Por Marcelo Naranjo, sobre o Press Release (21/09/2004)

À Sombra das Torres AusentesArt Spiegelman, o autor de Maus, que vendeu quase dois milhões de exemplares nos Estados Unidos, volta aos quadrinhos com uma crítica mordaz ao governo Bush e à paranóia que tomou conta dos americanos após o 11 de setembro.

Único autor de quadrinhos a ganhar o prêmio Pulitzer, Spiegelman ficou conhecido por sua visão singular sobre o holocausto em Maus #1 e #2, que a Companhia das Letras vai reeditar em 2005 num único volume.

Depois de um longo período trabalhando com ilustrações para capas de revistas, histórias breves e livros infantis, À Sombra das Torres Ausentes (formato 25,4 x 35,6 cm, 40 páginas, R$ 78,00) é o primeiro livro de quadrinhos lançado por Spiegelman desde Maus.

Traumatizado pelo atentado de 11 de setembro e indignado com a política de Bush após a tragédia, o artista volta aos quadrinhos para tentar entender e explicar o que se passava com os americanos.

No dia anterior aos ataques, 10 de setembro de 2001, o criador e sua mulher, Françoise Mouly, editora de arte da revista The New Yorker, matricularam a filha numa escola situada aos pés do World Trade Center. Quando viram na televisão a primeira torre ser atingida pelo avião, foram desesperados ao encontro de Nadja e conseguiram encontrá-la pouco antes que a torre norte desabasse, por trás deles.

Em seguida correram para pegar o outro filho, Dashiell, na escola das Nações Unidas. Essa experiência angustiante está retratada em detalhes no livro.
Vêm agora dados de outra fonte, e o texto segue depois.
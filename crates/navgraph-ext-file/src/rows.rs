//! Row helpers shared by the readers and the tail.

use navgraph_core::{FeedError, FeedResult};

/// CSV reader configured for hand-written files: no implicit header, ragged
/// rows allowed, whitespace trimmed around every field.
pub(crate) fn csv_reader<R: std::io::Read>(reader: R) -> csv::Reader<R> {
    csv::ReaderBuilder::new()
        .has_headers(false)
        .flexible(true)
        .trim(csv::Trim::All)
        .from_reader(reader)
}

/// Case-insensitive match of the first two fields against `expected`.
pub(crate) fn matches_header(fields: &[&str], expected: [&str; 2]) -> bool {
    fields.len() >= 2
        && fields[0].trim().eq_ignore_ascii_case(expected[0])
        && fields[1].trim().eq_ignore_ascii_case(expected[1])
}

pub(crate) fn check_header(fields: &[&str], expected: [&str; 2]) -> FeedResult<()> {
    if matches_header(fields, expected) {
        Ok(())
    } else {
        Err(FeedError::Header {
            expected: expected.join(","),
            found: fields.join(","),
        })
    }
}

pub(crate) fn missing_header(expected: [&str; 2]) -> FeedError {
    FeedError::Header {
        expected: expected.join(","),
        found: String::new(),
    }
}

pub(crate) fn parse_number(field: &str, line: u64, what: &str) -> FeedResult<f64> {
    field
        .parse::<f64>()
        .map_err(|_| FeedError::parse(line, format!("invalid {what} '{field}'")))
}

pub(crate) fn from_csv(e: csv::Error) -> FeedError {
    match e.position() {
        Some(pos) => FeedError::parse(pos.line(), e.to_string()),
        None => FeedError::Io(e.to_string()),
    }
}

pub(crate) fn line_of(record: &csv::StringRecord) -> u64 {
    record.position().map_or(0, |p| p.line())
}
//! # Navgraph Core
//!
//! Shared vocabulary for the Navgraph valuation graph.
//!
//! This crate contains ONLY identifiers, records, selectors, errors and the
//! output trait. The graph itself lives in `navgraph-engine`; readers and
//! writers live in extension crates.
//!
//! ## Module Structure
//!
//! - [`ids`]: Component names and dense price-store slots
//! - [`records`]: Structural declarations, price updates and price events
//! - [`policy`]: Propagation strategy and stream error policy selectors
//! - [`error`]: Graph and feed error taxonomy
//! - [`output`]: The [`PriceSink`] trait and simple sinks

#![warn(missing_docs)]
#![warn(clippy::all)]

pub mod error;
pub mod ids;
pub mod output;
pub mod policy;
pub mod records;

// Re-export commonly used types
pub use error::{FeedError, FeedResult, GraphError, GraphResult};
pub use ids::{ComponentName, Slot};
pub use output::{CollectingSink, NullSink, PriceSink};
pub use policy::{ErrorPolicy, StrategyKind};
pub use records::{ComponentKind, Declaration, PriceEvent, PriceUpdate, Valuation};
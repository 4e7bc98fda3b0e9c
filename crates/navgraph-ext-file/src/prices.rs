//! `NAME,PRICE` price files, in and out.

use std::fs::File;
use std::io::{Read, Write};
use std::path::Path;

use navgraph_core::{ComponentKind, FeedError, FeedResult, PriceEvent, PriceSink, PriceUpdate};

use crate::rows::{
    check_header, csv_reader, from_csv, line_of, matches_header, missing_header, parse_number,
};

/// Header of price input and output files.
pub const PRICE_HEADER: [&str; 2] = ["NAME", "PRICE"];

/// Parses one `name,price` row.
pub(crate) fn parse_price_row(fields: &[&str], line: u64) -> FeedResult<PriceUpdate> {
    match fields {
        [name, price] if !name.is_empty() => Ok(PriceUpdate::new(
            *name,
            parse_number(price, line, "price")?,
        )),
        [name, _] if name.is_empty() => Err(FeedError::parse(line, "empty name")),
        _ => Err(FeedError::parse(
            line,
            format!("expected two fields, got {}", fields.len()),
        )),
    }
}

// =============================================================================
// READER
// =============================================================================

/// Streams [`PriceUpdate`]s out of a price file.
pub struct PriceReader<R> {
    records: csv::StringRecordsIntoIter<R>,
    header_checked: bool,
}

impl PriceReader<File> {
    /// Opens a price file.
    pub fn from_path(path: impl AsRef<Path>) -> FeedResult<Self> {
        Ok(Self::new(File::open(path)?))
    }
}

impl<R: Read> PriceReader<R> {
    /// Reads price rows from `reader`.
    pub fn new(reader: R) -> Self {
        Self {
            records: csv_reader(reader).into_records(),
            header_checked: false,
        }
    }
}

impl<R: Read> Iterator for PriceReader<R> {
    type Item = FeedResult<PriceUpdate>;

    fn next(&mut self) -> Option<Self::Item> {
        loop {
            let record = match self.records.next() {
                Some(Ok(record)) => record,
                Some(Err(e)) => return Some(Err(from_csv(e))),
                None if !self.header_checked => {
                    self.header_checked = true;
                    return Some(Err(missing_header(PRICE_HEADER)));
                }
                None => return None,
            };
            let fields: Vec<&str> = record.iter().collect();

            if !self.header_checked {
                self.header_checked = true;
                if let Err(e) = check_header(&fields, PRICE_HEADER) {
                    return Some(Err(e));
                }
                continue;
            }
            if fields.iter().all(|f| f.is_empty()) || matches_header(&fields, PRICE_HEADER) {
                continue;
            }

            return Some(parse_price_row(&fields, line_of(&record)));
        }
    }
}

/// Reads a whole price file, stopping at the first bad row.
pub fn read_prices(path: impl AsRef<Path>) -> FeedResult<Vec<PriceUpdate>> {
    PriceReader::from_path(path)?.collect()
}

// =============================================================================
// WRITER
// =============================================================================

/// [`PriceSink`] writing one `name,price` row per event.
pub struct CsvPriceWriter<W: Write> {
    writer: csv::Writer<W>,
    precision: Option<usize>,
    include_stocks: bool,
}

impl CsvPriceWriter<File> {
    /// Creates (or truncates) a price file.
    pub fn create(path: impl AsRef<Path>) -> FeedResult<Self> {
        Self::new(File::create(path)?)
    }
}

impl<W: Write> CsvPriceWriter<W> {
    /// Writes the header to `writer`.
    pub fn new(writer: W) -> FeedResult<Self> {
        let mut writer = csv::Writer::from_writer(writer);
        writer.write_record(PRICE_HEADER).map_err(from_csv)?;
        Ok(Self {
            writer,
            precision: None,
            include_stocks: true,
        })
    }

    /// Fixed number of decimal places (shortest round-trip form when unset).
    #[must_use]
    pub fn with_precision(mut self, precision: usize) -> Self {
        self.precision = Some(precision);
        self
    }

    /// Whether stock events are written.
    #[must_use]
    pub fn with_stocks(mut self, include: bool) -> Self {
        self.include_stocks = include;
        self
    }

    /// Flushes and returns the underlying writer.
    pub fn into_inner(self) -> FeedResult<W> {
        self.writer
            .into_inner()
            .map_err(|e| FeedError::Io(e.error().to_string()))
    }
}

impl<W: Write> PriceSink for CsvPriceWriter<W> {
    fn publish(&mut self, event: &PriceEvent) -> FeedResult<()> {
        if event.kind == ComponentKind::Stock && !self.include_stocks {
            return Ok(());
        }
        let price = match self.precision {
            Some(p) => format!("{:.p$}", event.price),
            None => event.price.to_string(),
        };
        self.writer
            .write_record([event.name.as_str(), price.as_str()])
            .map_err(from_csv)
    }

    fn flush(&mut self) -> FeedResult<()> {
        self.writer.flush().map_err(FeedError::from)
    }
}

#[cfg(test)]
mod tests {
    use super::*;

    #[test]
    fn test_reads_rows() {
        let text = "NAME,PRICE\nAAPL,150.5\n\nMSFT, 300\nname,price\n";
        let updates: Vec<_> = PriceReader::new(text.as_bytes())
            .map(Result::unwrap)
            .collect();
        assert_eq!(
            updates,
            vec![PriceUpdate::new("AAPL", 150.5), PriceUpdate::new("MSFT", 300.0)]
        );
    }

    #[test]
    fn test_rejects_structure_header() {
        let first = PriceReader::new("NAME,SHARES\nA,1\n".as_bytes()).next().unwrap();
        assert_eq!(
            first,
            Err(FeedError::Header {
                expected: "NAME,PRICE".into(),
                found: "NAME,SHARES".into(),
            })
        );
    }

    #[test]
    fn test_bad_rows() {
        let results: Vec<_> = PriceReader::new("NAME,PRICE\nA\nB,abc\n,1\nC,2\n".as_bytes()).collect();
        assert!(matches!(results[0], Err(FeedError::Parse { line: 2, .. })));
        assert!(matches!(results[1], Err(FeedError::Parse { line: 3, .. })));
        assert!(matches!(results[2], Err(FeedError::Parse { line: 4, .. })));
        assert_eq!(results[3], Ok(PriceUpdate::new("C", 2.0)));
    }

    #[test]
    fn test_writer_rows() {
        let mut writer = CsvPriceWriter::new(Vec::new()).unwrap().with_precision(2);
        writer
            .publish(&PriceEvent::new("A".into(), ComponentKind::Stock, 10.0))
            .unwrap();
        writer
            .publish(&PriceEvent::new("P".into(), ComponentKind::Portfolio, 20.126))
            .unwrap();

        let out = String::from_utf8(writer.into_inner().unwrap()).unwrap();
        assert_eq!(out, "NAME,PRICE\nA,10.00\nP,20.13\n");
    }

    #[test]
    fn test_writer_can_skip_stocks() {
        let mut writer = CsvPriceWriter::new(Vec::new()).unwrap().with_stocks(false);
        writer
            .publish_batch(&[
                PriceEvent::new("A".into(), ComponentKind::Stock, 10.0),
                PriceEvent::new("P".into(), ComponentKind::Portfolio, 20.0),
            ])
            .unwrap();

        let out = String::from_utf8(writer.into_inner().unwrap()).unwrap();
        assert_eq!(out, "NAME,PRICE\nP,20\n");
    }
}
Assim como em Maus, Spiegelman trata magistralmente do impacto de traumas da história contemporânea em sua vida pessoal. Mas vai além de sua experiência individual e faz uma reflexão sobre as razões e os desdobramentos dessa tragédia que vitimou quase três mil pessoas e permitiu ao governo americano justificar uma guerra contra o Iraque.

O formato escolhido para as pranchas - cada história em páginas duplas - é o mesmo das primeiras HQs publicadas em jornal, no fim do século XIX. Foi nessas velhas e despretensiosas tiras que o artista encontrou alívio depois do 11 de setembro. Por isso, na última parte do livro ele incluiu um "Suplemento de Quadrinhos" com alguns clássicos: Krazy Kat, Little Nemo, Happy Hooligan, Pafúncio e Marocas e mais.

O álbum reproduz a já histórica capa que Spiegelman fez para a revista The New Yorker logo após o atentado de 11 de setembro: toda preta, com as torres gêmeas num tom mais escuro.